The choice of mode is immutable after creation for most modes (though the platform offers a conversion path from basic chat to chatflow). This makes upfront selection critical.
Usage
Select the application type when:
- Starting a new project and defining the interaction contract
- Evaluating whether a use case requires autonomous reasoning (agent), orchestrated pipelines (workflow/chatflow), or simple dialogue (chat/completion)

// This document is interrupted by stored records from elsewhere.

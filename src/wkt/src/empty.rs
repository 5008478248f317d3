// Copyright 2025 Google LLC
//
// Licensed under the Apache License, Version 2.0 (the "License");
// you may not use this file except in compliance with the License.
// You may obtain a copy of the License at
//
//     https://www.apache.org/licenses/LICENSE-2.0
//
// Unless required by applicable law or agreed to in writing, software
// distributed under the License is distributed on an "AS IS" BASIS,
// WITHOUT WARRANTIES OR CONDITIONS OF ANY KIND, either express or implied.
// See the License for the specific language governing permissions and
// limitations under the License.

/// A generic empty message that you can re-use to avoid defining duplicated
/// empty messages in your APIs. A typical example is to use it as the request
/// or the response type of an API method. For instance:
///
/// ```norust
/// service Foo {
///   rpc Bar(google.protobuf.Empty) returns (google.protobuf.Empty);
/// }
/// ```
#[derive(Clone, Debug, Default, PartialEq, serde::Serialize, serde::Deserialize)]
pub struct Empty {}

impl crate::message::Message for Empty {
    fn typename() -> &'static str {
        "type.googleapis.com/google.protobuf.Empty"
    }
}

#[cfg(test)]
mod tests {
    use super::*;
    use crate::Any;
    use serde_json::json;
    type Result = anyhow::Result<()>;

    #[test]
    fn serialize() -> Result {
        let empty = Empty::default();
        let got = serde_json::to_value(empty)?;
        assert_eq!(json!({}), got);
        Ok(())
    }

    #[test]
    fn deserialize() -> Result {
        let got = serde_json::from_value(json!({}))?;
        assert_eq!(Empty::default(), got);
        Ok(())
    }

    #[test]
    fn in_any() -> Result {
        let any = Any::from_msg(&Empty::default())?;
        let got = serde_json::to_value(&any)?;
        assert_eq!(
            got,
            json!({"@type": "type.googleapis.com/google.protobuf.Empty"})
        );
        let empty = any.to_msg::<Empty>()?;
        assert_eq!(empty, Empty::default());
        Ok(())
    }
}
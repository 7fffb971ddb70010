mod armor_keeper_config;
mod armor_keeper_death;
mod armor_keeper_respawn;
mod armor_keeper_shutdown;
mod equipment_view;
mod gear_retention;
mod gear_snapshot;

use bevy::{
    app::{AppExit, Last, Plugin, Startup, Update},
    prelude::{App, IntoSystemConfigs, Res},
};
use log::info;

pub use armor_keeper_config::ArmorKeeperConfig;
pub use equipment_view::{CharacterGear, EquipmentView, EquipmentViewMut, PermissionCheck};
pub use gear_retention::GearRetention;
pub use gear_snapshot::{EquippedGearSnapshot, RestoreOutcome};

use armor_keeper_death::armor_keeper_death_system;
use armor_keeper_respawn::armor_keeper_respawn_system;
use armor_keeper_shutdown::armor_keeper_shutdown_system;

use crate::game::events::{DeathListeners, EventPriority, RespawnListeners};

pub const PERMISSION_KEEP: &str = "armorkeeper.keep";

/// Keeps worn armor and the offhand item of permitted characters across
/// death, handing it back once they respawn.
///
/// Expects the host to provide `PendingDeathList`, `TaskScheduler` and
/// `RespawnEvent`. An `ArmorKeeperConfig` resource inserted before the plugin
/// is added takes precedence over the default configuration.
pub struct ArmorKeeperPlugin;

impl Plugin for ArmorKeeperPlugin {
    fn build(&self, app: &mut App) {
        app.init_resource::<ArmorKeeperConfig>()
            .init_resource::<GearRetention>()
            .add_event::<AppExit>()
            .add_systems(Startup, armor_keeper_startup_system)
            .add_systems(
                Update,
                (
                    armor_keeper_death_system.in_set(DeathListeners(EventPriority::Highest)),
                    armor_keeper_respawn_system.in_set(RespawnListeners(EventPriority::Highest)),
                ),
            )
            .add_systems(Last, armor_keeper_shutdown_system);
    }
}

fn armor_keeper_startup_system(config: Res<ArmorKeeperConfig>) {
    if config.enabled {
        info!(
            "Armor keeper enabled for permission {}.",
            config.permission
        );
    } else {
        info!("Armor keeper loaded but disabled.");
    }
}
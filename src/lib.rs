pub mod game;
pub mod scenario;
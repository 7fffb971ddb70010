use armor_keeper_data::ItemStack;
use bevy::ecs::prelude::{Component, Entity};

#[derive(Component, Clone, Debug)]
pub struct ItemDrop {
    pub item: ItemStack,
    pub dropped_by: Entity,
}

impl ItemDrop {
    pub fn new(item: ItemStack, dropped_by: Entity) -> Self {
        Self { item, dropped_by }
    }
}
use armor_keeper_data::{ArmorSlot, ItemStack};

use crate::game::components::{Equipment, Inventory, Permissions};

/// Read access to the slots kept across death.
pub trait EquipmentView {
    fn armor(&self, slot: ArmorSlot) -> Option<&ItemStack>;
    fn offhand(&self) -> Option<&ItemStack>;
}

/// Write access used when handing kept gear back to a character.
pub trait EquipmentViewMut: EquipmentView {
    fn set_armor(&mut self, slot: ArmorSlot, item: ItemStack);
    fn set_offhand(&mut self, item: ItemStack);
    fn add_loose_item(&mut self, item: ItemStack);
}

pub trait PermissionCheck {
    fn has_permission(&self, node: &str) -> bool;
}

impl EquipmentView for Equipment {
    fn armor(&self, slot: ArmorSlot) -> Option<&ItemStack> {
        self.get_armor(slot)
    }

    fn offhand(&self) -> Option<&ItemStack> {
        self.get_offhand()
    }
}

impl PermissionCheck for Permissions {
    fn has_permission(&self, node: &str) -> bool {
        Permissions::has_permission(self, node)
    }
}

/// A character's worn equipment together with the inventory that receives
/// items which cannot go back into their slot.
pub struct CharacterGear<'a> {
    pub equipment: &'a mut Equipment,
    pub inventory: &'a mut Inventory,
}

impl<'a> CharacterGear<'a> {
    pub fn new(equipment: &'a mut Equipment, inventory: &'a mut Inventory) -> Self {
        Self {
            equipment,
            inventory,
        }
    }
}

impl EquipmentView for CharacterGear<'_> {
    fn armor(&self, slot: ArmorSlot) -> Option<&ItemStack> {
        self.equipment.get_armor(slot)
    }

    fn offhand(&self) -> Option<&ItemStack> {
        self.equipment.get_offhand()
    }
}

impl EquipmentViewMut for CharacterGear<'_> {
    fn set_armor(&mut self, slot: ArmorSlot, item: ItemStack) {
        self.equipment.armor[slot] = Some(item);
    }

    fn set_offhand(&mut self, item: ItemStack) {
        self.equipment.offhand = Some(item);
    }

    fn add_loose_item(&mut self, item: ItemStack) {
        self.inventory.add_item(item);
    }
}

- Migrating an existing application from one paradigm to another (limited support via conversion utilities)
Theoretical Basis
The five modes map to well-established patterns in AI application design:
| Pattern | Mode | Characteristics |
|---|---|---|
| Conversational AI | chat | Stateful, multi-turn, history-managed |
| Orchestrated Dialogue | advanced-chat | Stateful + DAG-based pre/post processing |
| Autonomous Agent | agent-chat | Tool-calling loop with planning and reflection |
| Pipeline Automation | workflow | Stateless DAG execution, no dialogue |
| Single-Shot Generation | completion | Stateless, prompt-in / text-out |
The selection heuristic can be expressed as:
IF use_case requires autonomous tool selection:
mode = agent-chat
ELSE IF use_case requires multi-step orchestration:
IF use_case involves interactive dialogue:
mode = advanced-chat
ELSE:
mode = workflow
ELSE IF use_case involves multi-turn conversation:
mode = chat
ELSE:
mode = completion
Key trade-offs:
- Complexity vs. control -- Agent mode offers the most flexibility but is the hardest to debug and constrain. Workflow mode offers maximum control but no conversational affordance.
- Latency -- Workflow and agent modes introduce additional processing steps that increase end-to-end latency compared to simple chat or completion.
- Cost -- Agent mode may invoke the LLM multiple times per user request (reasoning loops), significantly increasing token consumption.